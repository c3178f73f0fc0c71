// Pi-hole API statistics endpoints

use tracing::debug;

use crate::auth::Session;
use crate::error::Error;
use crate::pihole::client::PiholeClient;
use crate::pihole::models::StatsSummary;

impl PiholeClient {
    /// Aggregate query, client and gravity statistics.
    ///
    /// `GET /api/stats/summary`
    pub async fn stats_summary(&self, session: &Session) -> Result<StatsSummary, Error> {
        let url = self.api_url(&["stats", "summary"])?;
        debug!("fetching stats summary");

        let resp = self
            .send(self.http().get(url).header("sid", session.sid.as_str()))
            .await?;
        let resp = Self::require_success(resp).await?;
        Self::decode(resp).await
    }
}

## [Exercise directions]
Restate the whole of the material exactly.

## [The answer]
repository c3178f73f0fc0c71
// Pi-hole API statistics endpoints

use tracing::debug;

use crate::auth::Session;
use crate::error::Error;
use crate::pihole::client::PiholeClient;
use crate::pihole::models::StatsSummary;

impl PiholeClient {
    /// Aggregate query, client and gravity statistics.
    ///
    /// `GET /api/stats/summary`
    pub async fn stats_summary(&self, session: &Session) -> Result<StatsSummary, Error> {
        let url = self.api_url(&["stats", "summary"])?;
        debug!("fetching stats summary");

        let resp = self
            .send(self.http().get(url).header("sid", session.sid.as_str()))
            .await?;
        let resp = Self::require_success(resp).await?;
        Self::decode(resp).await
    }
}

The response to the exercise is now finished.